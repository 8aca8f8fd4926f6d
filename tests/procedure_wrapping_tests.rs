/// Procedure wrapping tests
///
/// Tests for sending generated statements through stored routines
/// Run with: cargo test --test procedure_wrapping_tests

#[path = "fixtures.rs"]
mod fixtures;

use std::sync::Arc;

use fixtures::*;
use ormkit::jdbc::MemoryDatabase;
use ormkit::sql::{AnsiDialect, Dialect, MySqlDialect, PostgreSqlDialect};
use ormkit::{Identifier, OrmError, SessionFactory, Settings, Value};

fn wrapped_factory(db: &MemoryDatabase, dialect: Arc<dyn Dialect>) -> ormkit::Result<SessionFactory> {
    SessionFactory::builder(order_model())
        .settings(Settings::new().use_stored_procedures(true))
        .dialect(dialect)
        .connection_provider(Arc::new(db.clone()))
        .build()
}

#[test]
fn test_load_goes_through_generated_routine() {
    let db = database();
    let factory = wrapped_factory(&db, Arc::new(MySqlDialect)).unwrap();
    let session = open(&factory);

    let order = session.get("Order", 1).unwrap().unwrap();
    assert_eq!(order.get("status").unwrap(), Value::from("NEW"));
    assert_eq!(
        order.reference("payment").unwrap().unwrap().get("amount").unwrap(),
        Value::Float(99.5)
    );

    assert_eq!(db.routine_names().unwrap(), vec!["orm_orders_select".to_string()]);
    let statements = db.statements().unwrap();
    assert_eq!(statements.len(), 2);
    assert!(statements[0].starts_with("create procedure orm_orders_select(in p1 "));
    assert!(statements[0].contains(" left outer join payment "));
    assert_eq!(statements[1], "call orm_orders_select(?)");
}

#[test]
fn test_routine_is_created_once_per_statement_shape() {
    let db = database();
    let factory = wrapped_factory(&db, Arc::new(MySqlDialect)).unwrap();

    open(&factory).get("Order", 1).unwrap().unwrap();
    let second = open(&factory);
    let order = second.get("Order", 2).unwrap().unwrap();
    assert!(order.reference("payment").unwrap().is_none());

    assert_eq!(db.count_statements("create procedure").unwrap(), 1);
    assert_eq!(db.count_statements("call orm_orders_select").unwrap(), 2);
}

#[test]
fn test_writes_are_wrapped() {
    let db = database();
    let factory = wrapped_factory(&db, Arc::new(MySqlDialect)).unwrap();
    let session = open(&factory);

    let customer = session.get("Customer", 100).unwrap().unwrap();
    customer.set("name", "Grace").unwrap();
    let other = factory.instantiate("Customer").unwrap();
    other.set_identifier(Some(Identifier::simple(101))).unwrap();
    other.set("name", "Linus").unwrap();
    session.persist(&other).unwrap();
    session.flush().unwrap();

    assert_eq!(
        db.routine_names().unwrap(),
        vec![
            "orm_customer_insert".to_string(),
            "orm_customer_select".to_string(),
            "orm_customer_update".to_string(),
        ]
    );
    assert_eq!(row_by_id(&db, "customer", 100).unwrap()[1], Value::from("Grace"));
    assert_eq!(row_by_id(&db, "customer", 101).unwrap()[1], Value::from("Linus"));
    assert_eq!(db.count_statements("update").unwrap(), 0);
    assert_eq!(db.count_statements("insert").unwrap(), 0);
}

#[test]
fn test_versioned_update_through_routine() {
    let db = database();
    let factory = wrapped_factory(&db, Arc::new(PostgreSqlDialect)).unwrap();
    let session = open(&factory);

    let order = session.get("Order", 2).unwrap().unwrap();
    order.set("status", "SHIPPED").unwrap();
    session.flush().unwrap();

    let row = row_by_id(&db, "orders", 2).unwrap();
    assert_eq!(row[1], Value::from("SHIPPED"));
    assert_eq!(row[2], Value::Integer(1));
    assert_eq!(db.count_statements("select orm_orders_update(").unwrap(), 1);
}

#[test]
fn test_dialect_without_procedures_is_rejected() {
    let db = database();
    let err = wrapped_factory(&db, Arc::new(AnsiDialect)).unwrap_err();
    assert!(matches!(err, OrmError::Configuration(_)));
}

▬▬▬▬▬▬▬▬▬▬

• [About this task] Retype the records above in full. Every word should match.

• [Answer to this exercise]
repository 8aca8f8fd4926f6d
filename tests/procedure_wrapping_tests.rs
/// Procedure wrapping tests
///
/// Tests for sending generated statements through stored routines
/// Run with: cargo test --test procedure_wrapping_tests

#[path = "fixtures.rs"]
mod fixtures;

use std::sync::Arc;

use fixtures::*;
use ormkit::jdbc::MemoryDatabase;
use ormkit::sql::{AnsiDialect, Dialect, MySqlDialect, PostgreSqlDialect};
use ormkit::{Identifier, OrmError, SessionFactory, Settings, Value};

fn wrapped_factory(db: &MemoryDatabase, dialect: Arc<dyn Dialect>) -> ormkit::Result<SessionFactory> {
    SessionFactory::builder(order_model())
        .settings(Settings::new().use_stored_procedures(true))
        .dialect(dialect)
        .connection_provider(Arc::new(db.clone()))
        .build()
}

#[test]
fn test_load_goes_through_generated_routine() {
    let db = database();
    let factory = wrapped_factory(&db, Arc::new(MySqlDialect)).unwrap();
    let session = open(&factory);

    let order = session.get("Order", 1).unwrap().unwrap();
    assert_eq!(order.get("status").unwrap(), Value::from("NEW"));
    assert_eq!(
        order.reference("payment").unwrap().unwrap().get("amount").unwrap(),
        Value::Float(99.5)
    );

    assert_eq!(db.routine_names().unwrap(), vec!["orm_orders_select".to_string()]);
    let statements = db.statements().unwrap();
    assert_eq!(statements.len(), 2);
    assert!(statements[0].starts_with("create procedure orm_orders_select(in p1 "));
    assert!(statements[0].contains(" left outer join payment "));
    assert_eq!(statements[1], "call orm_orders_select(?)");
}

#[test]
fn test_routine_is_created_once_per_statement_shape() {
    let db = database();
    let factory = wrapped_factory(&db, Arc::new(MySqlDialect)).unwrap();

    open(&factory).get("Order", 1).unwrap().unwrap();
    let second = open(&factory);
    let order = second.get("Order", 2).unwrap().unwrap();
    assert!(order.reference("payment").unwrap().is_none());

    assert_eq!(db.count_statements("create procedure").unwrap(), 1);
    assert_eq!(db.count_statements("call orm_orders_select").unwrap(), 2);
}

#[test]
fn test_writes_are_wrapped() {
    let db = database();
    let factory = wrapped_factory(&db, Arc::new(MySqlDialect)).unwrap();
    let session = open(&factory);

    let customer = session.get("Customer", 100).unwrap().unwrap();
    customer.set("name", "Grace").unwrap();
    let other = factory.instantiate("Customer").unwrap();
    other.set_identifier(Some(Identifier::simple(101))).unwrap();
    other.set("name", "Linus").unwrap();
    session.persist(&other).unwrap();
    session.flush().unwrap();

    assert_eq!(
        db.routine_names().unwrap(),
        vec![
            "orm_customer_insert".to_string(),
            "orm_customer_select".to_string(),
            "orm_customer_update".to_string(),
        ]
    );
    assert_eq!(row_by_id(&db, "customer", 100).unwrap()[1], Value::from("Grace"));
    assert_eq!(row_by_id(&db, "customer", 101).unwrap()[1], Value::from("Linus"));
    assert_eq!(db.count_statements("update").unwrap(), 0);
    assert_eq!(db.count_statements("insert").unwrap(), 0);
}

#[test]
fn test_versioned_update_through_routine() {
    let db = database();
    let factory = wrapped_factory(&db, Arc::new(PostgreSqlDialect)).unwrap();
    let session = open(&factory);

    let order = session.get("Order", 2).unwrap().unwrap();
    order.set("status", "SHIPPED").unwrap();
    session.flush().unwrap();

    let row = row_by_id(&db, "orders", 2).unwrap();
    assert_eq!(row[1], Value::from("SHIPPED"));
    assert_eq!(row[2], Value::Integer(1));
    assert_eq!(db.count_statements("select orm_orders_update(").unwrap(), 1);
}

#[test]
fn test_dialect_without_procedures_is_rejected() {
    let db = database();
    let err = wrapped_factory(&db, Arc::new(AnsiDialect)).unwrap_err();
    assert!(matches!(err, OrmError::Configuration(_)));
}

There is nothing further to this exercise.